DIRECTIONS FOR THIS TASK
From the first line through the one containing "pub enum LookupFailure", restate the listing word for word, and give no other lines.

DATA EXCERPTS
++++++++++++++++++++
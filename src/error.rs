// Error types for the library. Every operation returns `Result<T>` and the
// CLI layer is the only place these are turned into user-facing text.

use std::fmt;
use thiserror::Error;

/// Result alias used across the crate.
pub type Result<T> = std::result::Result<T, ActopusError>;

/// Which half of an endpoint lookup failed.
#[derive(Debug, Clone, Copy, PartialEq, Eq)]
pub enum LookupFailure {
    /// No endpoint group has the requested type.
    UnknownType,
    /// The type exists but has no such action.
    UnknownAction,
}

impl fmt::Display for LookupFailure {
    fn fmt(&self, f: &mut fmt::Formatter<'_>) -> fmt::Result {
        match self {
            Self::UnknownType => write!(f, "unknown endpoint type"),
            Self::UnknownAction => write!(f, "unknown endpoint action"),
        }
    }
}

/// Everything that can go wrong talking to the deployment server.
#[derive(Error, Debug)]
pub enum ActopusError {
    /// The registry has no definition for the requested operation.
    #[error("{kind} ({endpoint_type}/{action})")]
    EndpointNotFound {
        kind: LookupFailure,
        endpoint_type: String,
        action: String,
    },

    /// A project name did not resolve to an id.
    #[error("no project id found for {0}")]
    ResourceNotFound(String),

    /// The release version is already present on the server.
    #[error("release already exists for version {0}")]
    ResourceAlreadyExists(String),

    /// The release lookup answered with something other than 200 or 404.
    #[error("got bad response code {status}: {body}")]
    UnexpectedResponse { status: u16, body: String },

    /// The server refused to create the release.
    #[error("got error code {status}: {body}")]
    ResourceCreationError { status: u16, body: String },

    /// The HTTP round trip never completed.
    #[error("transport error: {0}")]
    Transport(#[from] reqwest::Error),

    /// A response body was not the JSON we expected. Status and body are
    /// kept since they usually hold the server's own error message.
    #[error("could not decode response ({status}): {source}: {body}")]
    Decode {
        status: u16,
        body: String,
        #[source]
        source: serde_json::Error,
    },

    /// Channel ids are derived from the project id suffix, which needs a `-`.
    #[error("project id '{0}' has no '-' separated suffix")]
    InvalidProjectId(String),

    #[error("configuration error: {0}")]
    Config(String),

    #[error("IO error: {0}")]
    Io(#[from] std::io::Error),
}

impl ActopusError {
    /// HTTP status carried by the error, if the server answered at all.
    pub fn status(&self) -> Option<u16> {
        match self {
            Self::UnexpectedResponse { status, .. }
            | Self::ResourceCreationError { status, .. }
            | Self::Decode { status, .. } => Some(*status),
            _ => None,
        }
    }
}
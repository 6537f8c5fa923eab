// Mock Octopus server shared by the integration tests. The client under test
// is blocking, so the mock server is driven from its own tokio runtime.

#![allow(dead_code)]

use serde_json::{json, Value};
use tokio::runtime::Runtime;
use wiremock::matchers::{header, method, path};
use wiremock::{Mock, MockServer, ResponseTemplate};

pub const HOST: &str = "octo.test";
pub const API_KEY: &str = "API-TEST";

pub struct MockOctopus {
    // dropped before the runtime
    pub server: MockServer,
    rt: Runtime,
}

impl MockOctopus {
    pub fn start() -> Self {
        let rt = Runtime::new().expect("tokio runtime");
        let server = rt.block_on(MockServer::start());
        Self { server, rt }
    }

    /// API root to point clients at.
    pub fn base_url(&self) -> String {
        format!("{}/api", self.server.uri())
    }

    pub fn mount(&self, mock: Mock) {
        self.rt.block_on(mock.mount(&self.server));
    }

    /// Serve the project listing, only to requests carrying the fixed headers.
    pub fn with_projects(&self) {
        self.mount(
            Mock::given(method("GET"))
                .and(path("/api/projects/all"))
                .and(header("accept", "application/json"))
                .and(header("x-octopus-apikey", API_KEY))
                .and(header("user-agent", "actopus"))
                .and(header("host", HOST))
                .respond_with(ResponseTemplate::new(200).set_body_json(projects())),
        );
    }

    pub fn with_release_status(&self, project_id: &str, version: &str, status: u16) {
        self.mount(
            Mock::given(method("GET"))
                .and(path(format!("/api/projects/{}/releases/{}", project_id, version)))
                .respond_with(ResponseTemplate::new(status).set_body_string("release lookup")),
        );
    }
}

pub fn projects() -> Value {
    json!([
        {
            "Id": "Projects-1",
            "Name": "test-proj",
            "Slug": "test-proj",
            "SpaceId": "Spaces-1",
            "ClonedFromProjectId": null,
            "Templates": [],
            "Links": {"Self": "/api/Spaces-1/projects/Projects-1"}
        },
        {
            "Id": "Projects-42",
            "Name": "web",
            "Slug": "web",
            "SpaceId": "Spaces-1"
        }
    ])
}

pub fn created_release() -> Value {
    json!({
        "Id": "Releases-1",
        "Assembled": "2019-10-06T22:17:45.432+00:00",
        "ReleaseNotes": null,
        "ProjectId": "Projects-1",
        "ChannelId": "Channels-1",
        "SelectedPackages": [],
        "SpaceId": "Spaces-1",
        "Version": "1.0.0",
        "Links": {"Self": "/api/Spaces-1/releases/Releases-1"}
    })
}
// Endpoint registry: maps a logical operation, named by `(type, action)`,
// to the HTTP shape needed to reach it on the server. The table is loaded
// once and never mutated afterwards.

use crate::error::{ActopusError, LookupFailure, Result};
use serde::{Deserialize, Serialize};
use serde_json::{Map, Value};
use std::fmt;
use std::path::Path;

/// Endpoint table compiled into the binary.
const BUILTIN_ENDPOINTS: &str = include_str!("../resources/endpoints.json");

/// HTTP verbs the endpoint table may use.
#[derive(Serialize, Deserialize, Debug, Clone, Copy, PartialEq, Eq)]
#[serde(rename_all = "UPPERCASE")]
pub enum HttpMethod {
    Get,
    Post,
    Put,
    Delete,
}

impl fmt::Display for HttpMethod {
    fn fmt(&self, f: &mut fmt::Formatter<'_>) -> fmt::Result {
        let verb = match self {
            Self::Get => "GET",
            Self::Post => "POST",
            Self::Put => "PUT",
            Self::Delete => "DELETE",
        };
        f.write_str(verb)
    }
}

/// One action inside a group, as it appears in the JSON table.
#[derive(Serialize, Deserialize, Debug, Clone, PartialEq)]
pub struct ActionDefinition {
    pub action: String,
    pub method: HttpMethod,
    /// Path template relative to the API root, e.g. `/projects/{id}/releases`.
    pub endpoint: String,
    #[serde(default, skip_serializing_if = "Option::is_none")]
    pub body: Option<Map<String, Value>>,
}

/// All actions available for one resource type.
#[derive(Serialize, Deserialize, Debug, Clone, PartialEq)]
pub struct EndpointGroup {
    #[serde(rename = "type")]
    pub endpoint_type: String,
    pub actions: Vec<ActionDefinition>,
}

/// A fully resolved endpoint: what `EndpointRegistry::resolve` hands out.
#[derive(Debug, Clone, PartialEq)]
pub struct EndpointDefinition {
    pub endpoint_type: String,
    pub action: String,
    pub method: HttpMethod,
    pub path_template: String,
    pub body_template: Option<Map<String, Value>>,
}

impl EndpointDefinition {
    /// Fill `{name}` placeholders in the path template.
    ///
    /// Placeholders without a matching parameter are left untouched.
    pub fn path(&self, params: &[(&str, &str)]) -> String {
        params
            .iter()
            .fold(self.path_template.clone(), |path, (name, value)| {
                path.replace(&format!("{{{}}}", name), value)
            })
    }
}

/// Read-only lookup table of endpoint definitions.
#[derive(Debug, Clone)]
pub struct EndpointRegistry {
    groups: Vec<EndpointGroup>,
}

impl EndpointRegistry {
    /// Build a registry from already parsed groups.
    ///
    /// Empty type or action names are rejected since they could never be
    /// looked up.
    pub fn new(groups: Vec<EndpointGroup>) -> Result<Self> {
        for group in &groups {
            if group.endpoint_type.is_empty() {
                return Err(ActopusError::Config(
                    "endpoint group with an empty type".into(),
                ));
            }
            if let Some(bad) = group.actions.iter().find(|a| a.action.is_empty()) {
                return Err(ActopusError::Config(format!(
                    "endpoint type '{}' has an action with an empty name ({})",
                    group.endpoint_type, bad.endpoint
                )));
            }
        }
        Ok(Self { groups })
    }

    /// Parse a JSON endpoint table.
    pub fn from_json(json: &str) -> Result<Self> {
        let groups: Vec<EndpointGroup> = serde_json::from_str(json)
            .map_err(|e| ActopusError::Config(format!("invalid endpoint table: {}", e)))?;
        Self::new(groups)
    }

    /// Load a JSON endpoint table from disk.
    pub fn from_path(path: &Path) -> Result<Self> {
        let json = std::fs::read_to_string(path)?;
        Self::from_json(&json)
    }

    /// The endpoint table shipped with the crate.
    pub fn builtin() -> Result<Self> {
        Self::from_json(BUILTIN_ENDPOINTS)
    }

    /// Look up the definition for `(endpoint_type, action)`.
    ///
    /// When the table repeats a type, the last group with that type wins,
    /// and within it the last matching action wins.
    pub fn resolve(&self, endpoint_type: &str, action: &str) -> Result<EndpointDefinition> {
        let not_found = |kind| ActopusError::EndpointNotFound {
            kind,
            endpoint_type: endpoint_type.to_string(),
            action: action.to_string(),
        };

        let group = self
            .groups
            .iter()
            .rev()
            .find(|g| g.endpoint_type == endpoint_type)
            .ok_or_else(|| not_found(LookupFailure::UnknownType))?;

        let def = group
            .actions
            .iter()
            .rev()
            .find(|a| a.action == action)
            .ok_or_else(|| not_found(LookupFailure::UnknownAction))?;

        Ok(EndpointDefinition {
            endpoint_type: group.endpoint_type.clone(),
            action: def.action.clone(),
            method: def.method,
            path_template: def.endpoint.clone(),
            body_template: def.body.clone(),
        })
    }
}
++++++++++++++++++++
COMPLETED EXERCISE
filename src/error.rs
// Error types for the library. Every operation returns `Result<T>` and the
// CLI layer is the only place these are turned into user-facing text.

use std::fmt;
use thiserror::Error;

/// Result alias used across the crate.
pub type Result<T> = std::result::Result<T, ActopusError>;

/// Which half of an endpoint lookup failed.
#[derive(Debug, Clone, Copy, PartialEq, Eq)]
pub enum LookupFailure {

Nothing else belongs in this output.